=== Section Start ===

//! Scalar noise sources.
//!
//! Six interchangeable generators share one contract, [`Noise::sample`],
//! mapping `(x, y, z)` to a scalar. [`NoiseSource`] is the closed set the
//! rest of the crate works with: it is rebuilt only when the noise type or
//! seed changes, never per frame.

mod fbm;
mod manhattan;
mod perlin;
mod simplex;
mod white;
mod worley;

pub use fbm::FbmNoise;
pub use manhattan::ManhattanNoise;
pub use perlin::PerlinNoise;
pub use simplex::SimplexNoise;
pub use white::WhiteNoise;
pub use worley::{WorleyNoise, GRID_SIZE};

use crate::error::EngineError;
use serde::{Deserialize, Serialize};
use std::fmt;

/// A scalar noise generator.
///
/// Implementations are pure over their own construction-time state: the
/// same instance returns the same value for the same coordinates. Finite
/// inputs never panic; NaN inputs propagate as NaN.
pub trait Noise: Send + Sync {
    /// Sample the noise at `(x, y, z)`.
    fn sample(&self, x: f64, y: f64, z: f64) -> f64;
}

/// Identity of a noise algorithm, named the way the settings store names it.
#[derive(Debug, Clone, Copy, PartialEq, Eq, Hash, Serialize, Deserialize)]
#[serde(rename_all = "camelCase")]
pub enum NoiseKind {
    Perlin,
    Simplex,
    Worley,
    Manhattan,
    FractionalBrownian,
    White,
}

impl NoiseKind {
    /// Every kind, in menu order.
    pub const ALL: [NoiseKind; 6] = [
        NoiseKind::Perlin,
        NoiseKind::Simplex,
        NoiseKind::Worley,
        NoiseKind::Manhattan,
        NoiseKind::FractionalBrownian,
        NoiseKind::White,
    ];

    /// Store name of this kind (`"perlin"`, `"fractionalBrownian"`, ...).
    pub fn name(self) -> &'static str {
        match self {
            NoiseKind::Perlin => "perlin",
            NoiseKind::Simplex => "simplex",
            NoiseKind::Worley => "worley",
            NoiseKind::Manhattan => "manhattan",
            NoiseKind::FractionalBrownian => "fractionalBrownian",
            NoiseKind::White => "white",
        }
    }

    /// Parses a store name.
    ///
    /// Returns `EngineError::UnknownNoise` if the name is not recognized.
    pub fn from_name(name: &str) -> Result<Self, EngineError> {
        Self::ALL
            .into_iter()
            .find(|kind| kind.name() == name)
            .ok_or_else(|| EngineError::UnknownNoise(name.to_string()))
    }

    /// All recognized store names.
    pub fn list_names() -> Vec<&'static str> {
        Self::ALL.iter().map(|k| k.name()).collect()
    }

    /// The range a sample from this kind nominally falls in.
    ///
    /// Used to rescale samples into dot radii. Perlin is not hard-bounded;
    /// the sampler clamps whatever falls outside.
    pub fn nominal_range(self) -> (f64, f64) {
        match self {
            NoiseKind::Perlin | NoiseKind::White => (-1.0, 1.0),
            NoiseKind::Simplex
            | NoiseKind::Worley
            | NoiseKind::Manhattan
            | NoiseKind::FractionalBrownian => (0.0, 1.0),
        }
    }
}

impl fmt::Display for NoiseKind {
    fn fmt(&self, f: &mut fmt::Formatter<'_>) -> fmt::Result {
        f.write_str(self.name())
    }
}

/// The active noise generator: one of the six algorithms.
///
/// Owns all generator state (permutation tables, feature-point lattice).
pub enum NoiseSource {
    Perlin(PerlinNoise),
    Simplex(SimplexNoise),
    Worley(WorleyNoise),
    Manhattan(ManhattanNoise),
    FractionalBrownian(FbmNoise),
    White(WhiteNoise),
}

impl NoiseSource {
    /// Builds the generator for `kind`, seeding every stateful variant from `seed`.
    ///
    /// Fully completes construction (including the Worley lattice) before
    /// returning, so a caller can swap the result in atomically.
    pub fn new(kind: NoiseKind, seed: u64) -> Self {
        let source = match kind {
            NoiseKind::Perlin => NoiseSource::Perlin(PerlinNoise::new(seed)),
            NoiseKind::Simplex => NoiseSource::Simplex(SimplexNoise::new(seed)),
            NoiseKind::Worley => NoiseSource::Worley(WorleyNoise::new(seed)),
            NoiseKind::Manhattan => NoiseSource::Manhattan(ManhattanNoise),
            NoiseKind::FractionalBrownian => NoiseSource::FractionalBrownian(FbmNoise::new()),
            NoiseKind::White => NoiseSource::White(WhiteNoise::new(seed)),
        };
        tracing::debug!(%kind, seed, "built noise source");
        source
    }

    /// Which algorithm this source runs.
    pub fn kind(&self) -> NoiseKind {
        match self {
            NoiseSource::Perlin(_) => NoiseKind::Perlin,
            NoiseSource::Simplex(_) => NoiseKind::Simplex,
            NoiseSource::Worley(_) => NoiseKind::Worley,
            NoiseSource::Manhattan(_) => NoiseKind::Manhattan,
            NoiseSource::FractionalBrownian(_) => NoiseKind::FractionalBrownian,
            NoiseSource::White(_) => NoiseKind::White,
        }
    }
}

impl Noise for NoiseSource {
    fn sample(&self, x: f64, y: f64, z: f64) -> f64 {
        match self {
            NoiseSource::Perlin(n) => n.sample(x, y, z),
            NoiseSource::Simplex(n) => n.sample(x, y, z),
            NoiseSource::Worley(n) => n.sample(x, y, z),
            NoiseSource::Manhattan(n) => n.sample(x, y, z),
            NoiseSource::FractionalBrownian(n) => n.sample(x, y, z),
            NoiseSource::White(n) => n.sample(x, y, z),
        }
    }
}

impl fmt::Debug for NoiseSource {
    fn fmt(&self, f: &mut fmt::Formatter<'_>) -> fmt::Result {
        write!(f, "NoiseSource({})", self.kind())
    }
}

=== Section End ===

- **Your instructions**: What is needed is every line from the beginning of the data up to and including the line with "pub use perlin::PerlinNoise;", given again word for word.

- **Response area**:
//! Scalar noise sources.
//!
//! Six interchangeable generators share one contract, [`Noise::sample`],
//! mapping `(x, y, z)` to a scalar. [`NoiseSource`] is the closed set the
//! rest of the crate works with: it is rebuilt only when the noise type or
//! seed changes, never per frame.

mod fbm;
mod manhattan;
mod perlin;
mod simplex;
mod white;
mod worley;

pub use fbm::FbmNoise;
pub use manhattan::ManhattanNoise;
pub use perlin::PerlinNoise;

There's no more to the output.